My 7th grade English teacher changed me. Hope you're still busting balls and wearing outlandishly chunky necklaces, Mrs Locke.

Granted she only managed to change me from an idiot kid into an idiot who wanted to be smart, but it was a start.

[–] Chocrates@lemmy.world 14 points 6 months ago (1 children)

Yeah, English was always a fucking pain. As an adult though I wish I remembered the parts of speech and how to structure English documents well. A huge part of my job in tech is explaining things in English text.

[–] Rpmkp@kbin.social 2 points 6 months ago (1 children)
[–] Chocrates@lemmy.world 2 points 6 months ago

Engineer on an enablement team

[–] captainlezbian@lemmy.world 11 points 6 months ago (1 children)

In high school an English teacher helped start me on the path to wind up here by making us learn about McCarthyism and making me do a report on the Vietnam war (everyone had a 20th century event to report on). The whole incident left me more open minded towards left wing anti authoritarianism

[–] Gradually_Adjusting@lemmy.world 1 points 6 months ago

I wish there were more like that, who have you engage with topics and reach your own conclusions

[–] Syn_Attck@lemmy.today 5 points 6 months ago* (last edited 6 months ago)

My 6th grade English teacher was the hottest teacher in the school. She'd sit in a boys lap and then ask them to come to the board to answer a problem.

Later it came out publicly that much of the school administration and teachers, city council, and some of the religious leaders were involved in a large and well-known (among the adults, I guess?) swingers club. Small towns get down.

It did largely change the dynamic of the town after they all moved and got fired from what I hear.
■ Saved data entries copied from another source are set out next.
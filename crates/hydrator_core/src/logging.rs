//! Logging bootstrap for hosts embedding the hydrator.
//!
//! # Responsibility
//! - Start file-based rolling logs once per process.
//! - Keep events metadata-only: field names, counts and modes, never values.
//!
//! # Invariants
//! - Initialization is idempotent for the same level and directory.
//! - Reconfiguration with a different level or directory is rejected.
//! - Initialization never panics.

use flexi_logger::{Cleanup, Criterion, FileSpec, Logger, LoggerHandle, Naming, WriteMode};
use log::{error, info};
use once_cell::sync::OnceCell;
use std::error::Error;
use std::fmt::{Display, Formatter};
use std::path::{Path, PathBuf};

const LOG_FILE_BASENAME: &str = "hydrator";
const MAX_LOG_FILE_SIZE_BYTES: u64 = 10 * 1024 * 1024;
const MAX_LOG_FILES: usize = 5;
const MAX_PANIC_PAYLOAD_CHARS: usize = 160;

static LOGGING_STATE: OnceCell<LoggingState> = OnceCell::new();
static PANIC_HOOK_INSTALLED: OnceCell<()> = OnceCell::new();

struct LoggingState {
    level: &'static str,
    log_dir: PathBuf,
    _logger: LoggerHandle,
}

/// Logging setup failure.
#[derive(Debug, Clone, PartialEq, Eq)]
pub enum LoggingError {
    UnsupportedLevel(String),
    EmptyLogDir,
    RelativeLogDir(String),
    CreateDir { path: PathBuf, message: String },
    Backend(String),
    LevelConflict {
        active: &'static str,
        requested: &'static str,
    },
    DirConflict { active: PathBuf, requested: PathBuf },
}

impl Display for LoggingError {
    fn fmt(&self, f: &mut Formatter<'_>) -> std::fmt::Result {
        match self {
            Self::UnsupportedLevel(level) => write!(
                f,
                "unsupported log level `{level}`; expected trace|debug|info|warn|error"
            ),
            Self::EmptyLogDir => write!(f, "log_dir cannot be empty"),
            Self::RelativeLogDir(dir) => {
                write!(f, "log_dir must be an absolute path, got `{dir}`")
            }
            Self::CreateDir { path, message } => write!(
                f,
                "failed to create log directory `{}`: {message}",
                path.display()
            ),
            Self::Backend(message) => write!(f, "failed to start logger: {message}"),
            Self::LevelConflict { active, requested } => write!(
                f,
                "logging already initialized with level `{active}`; refusing to switch to `{requested}`"
            ),
            Self::DirConflict { active, requested } => write!(
                f,
                "logging already initialized at `{}`; refusing to switch to `{}`",
                active.display(),
                requested.display()
            ),
        }
    }
}

impl Error for LoggingError {}

/// Starts rolling file logs at `level` under the absolute `log_dir`.
///
/// # Errors
/// - Unsupported level, empty or relative directory.
/// - Directory creation or backend start failure.
/// - A conflicting earlier initialization.
pub fn init_logging(level: &str, log_dir: &str) -> Result<(), LoggingError> {
    let level = normalize_level(level)?;
    let log_dir = normalize_log_dir(log_dir)?;

    let state = LOGGING_STATE.get_or_try_init(|| start_logger(level, &log_dir))?;
    ensure_same_config(state, level, &log_dir)
}

/// Returns `(level, log_dir)` once logging is active.
pub fn logging_status() -> Option<(&'static str, PathBuf)> {
    LOGGING_STATE
        .get()
        .map(|state| (state.level, state.log_dir.clone()))
}

/// `debug` for debug builds, `info` for release builds.
pub fn default_log_level() -> &'static str {
    if cfg!(debug_assertions) {
        "debug"
    } else {
        "info"
    }
}

fn start_logger(level: &'static str, log_dir: &Path) -> Result<LoggingState, LoggingError> {
    std::fs::create_dir_all(log_dir).map_err(|err| LoggingError::CreateDir {
        path: log_dir.to_path_buf(),
        message: err.to_string(),
    })?;

    let logger = Logger::try_with_str(level)
        .map_err(|err| LoggingError::Backend(err.to_string()))?
        .log_to_file(
            FileSpec::default()
                .directory(log_dir)
                .basename(LOG_FILE_BASENAME),
        )
        .rotate(
            Criterion::Size(MAX_LOG_FILE_SIZE_BYTES),
            Naming::Numbers,
            Cleanup::KeepLogFiles(MAX_LOG_FILES),
        )
        .write_mode(WriteMode::BufferAndFlush)
        .append()
        .format_for_files(flexi_logger::detailed_format)
        .start()
        .map_err(|err| LoggingError::Backend(err.to_string()))?;

    install_panic_hook_once();
    info!(
        "event=logging_init module=logging status=ok level={} log_dir={} version={}",
        level,
        log_dir.display(),
        env!("CARGO_PKG_VERSION")
    );

    Ok(LoggingState {
        level,
        log_dir: log_dir.to_path_buf(),
        _logger: logger,
    })
}

fn ensure_same_config(
    state: &LoggingState,
    level: &'static str,
    log_dir: &Path,
) -> Result<(), LoggingError> {
    if state.log_dir != log_dir {
        return Err(LoggingError::DirConflict {
            active: state.log_dir.clone(),
            requested: log_dir.to_path_buf(),
        });
    }
    if state.level != level {
        return Err(LoggingError::LevelConflict {
            active: state.level,
            requested: level,
        });
    }
    Ok(())
}

fn normalize_level(level: &str) -> Result<&'static str, LoggingError> {
    match level.trim().to_ascii_lowercase().as_str() {
        "trace" => Ok("trace"),
        "debug" => Ok("debug"),
        "info" => Ok("info"),
        "warn" | "warning" => Ok("warn"),
        "error" => Ok("error"),
        other => Err(LoggingError::UnsupportedLevel(other.to_string())),
    }
}

fn normalize_log_dir(log_dir: &str) -> Result<PathBuf, LoggingError> {
    let trimmed = log_dir.trim();
    if trimmed.is_empty() {
        return Err(LoggingError::EmptyLogDir);
    }
    let path = Path::new(trimmed);
    if !path.is_absolute() {
        return Err(LoggingError::RelativeLogDir(trimmed.to_string()));
    }
    Ok(path.to_path_buf())
}

fn install_panic_hook_once() {
    if PANIC_HOOK_INSTALLED.get().is_some() {
        return;
    }

    let previous_hook = std::panic::take_hook();
    std::panic::set_hook(Box::new(move |panic_info| {
        let location = panic_info
            .location()
            .map(|loc| format!("{}:{}", loc.file(), loc.line()))
            .unwrap_or_else(|| "unknown".to_string());
        error!(
            "event=panic_captured module=logging status=error location={} payload={}",
            location,
            panic_payload_summary(panic_info)
        );
        previous_hook(panic_info);
    }));

    let _ = PANIC_HOOK_INSTALLED.set(());
}

fn panic_payload_summary(info: &std::panic::PanicHookInfo<'_>) -> String {
    let payload = if let Some(message) = info.payload().downcast_ref::<&str>() {
        (*message).to_string()
    } else if let Some(message) = info.payload().downcast_ref::<String>() {
        message.clone()
    } else {
        "non-string panic payload".to_string()
    };

    sanitize_message(&payload, MAX_PANIC_PAYLOAD_CHARS)
}

// Payloads may carry hydrated field values.
fn sanitize_message(value: &str, max_chars: usize) -> String {
    let normalized = value.replace(['\n', '\r'], " ");
    let mut truncated = normalized.chars().take(max_chars).collect::<String>();
    if normalized.chars().count() > max_chars {
        truncated.push_str("...");
    }
    truncated
}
The abusive kids elementary gym teacher and later high school boy's weight lifting coach became the principal, one or two principals after one fled the country because of rumors of inappropriate relations with a minor.

Edit: I'm curious if this is going to be one of those comments that get 10 replies from 10 different people from small towns of "Was this in Y city/state?"

[–] funkless_eck@sh.itjust.works 43 points 6 months ago* (last edited 6 months ago) (2 children)

you laugh until your STEM-only software engineer tries to write marketing copy, he circumnavigated the marketing department and sent the ads at a conference straight to the contact without getting it approved.

I can't post the text as it'll dox me but here's an approximation, about running, but instead imagine it's a software product

#NO RUNNING

or exercise

^just ^running ^ability ^made ^better

[–] captainlezbian@lemmy.world 19 points 6 months ago

Yeah I made the mistake of learning to write well in high school then majoring in engineering and being good at it. Unfortunately that meant I was the designated person in group projects for both doing the thing and writing it up

[–] elephantium@lemmy.world -3 points 6 months ago (1 children)

Circumnavigated? Like, sent it around to everyone in marketing, one after another?

That...doesn't make much sense in the context you provided. Autocorrupt strikes again?

[–] funkless_eck@sh.itjust.works 4 points 6 months ago (1 children)
[–] elephantium@lemmy.world 0 points 6 months ago (1 children)

That still doesn't make a lick of sense in this context. It has the feel of someone picking the wrong word entirely.

[–] funkless_eck@sh.itjust.works 3 points 6 months ago* (last edited 6 months ago) (1 children)

just agree to disagree I guess? I considered circumvent which is similar, but really there's little etymological or metaphorical difference except personal preference

but also it might be an EN-UK vs EN-US thing (I grew up in England)

[–] elephantium@lemmy.world 1 points 6 months ago

EN-UK vs EN-US thing

That might be it. Circumvent in this context would make perfect sense to me, but circumnavigate threw me for a loop.

[–] NegativeInf@lemmy.world 34 points 6 months ago (1 children)

This resonates. I had 3 English teachers from 3rd to 6th grade that were replaced by either long term subs, which was decent, or a rotating cast of clowns that shouldn't have been around children.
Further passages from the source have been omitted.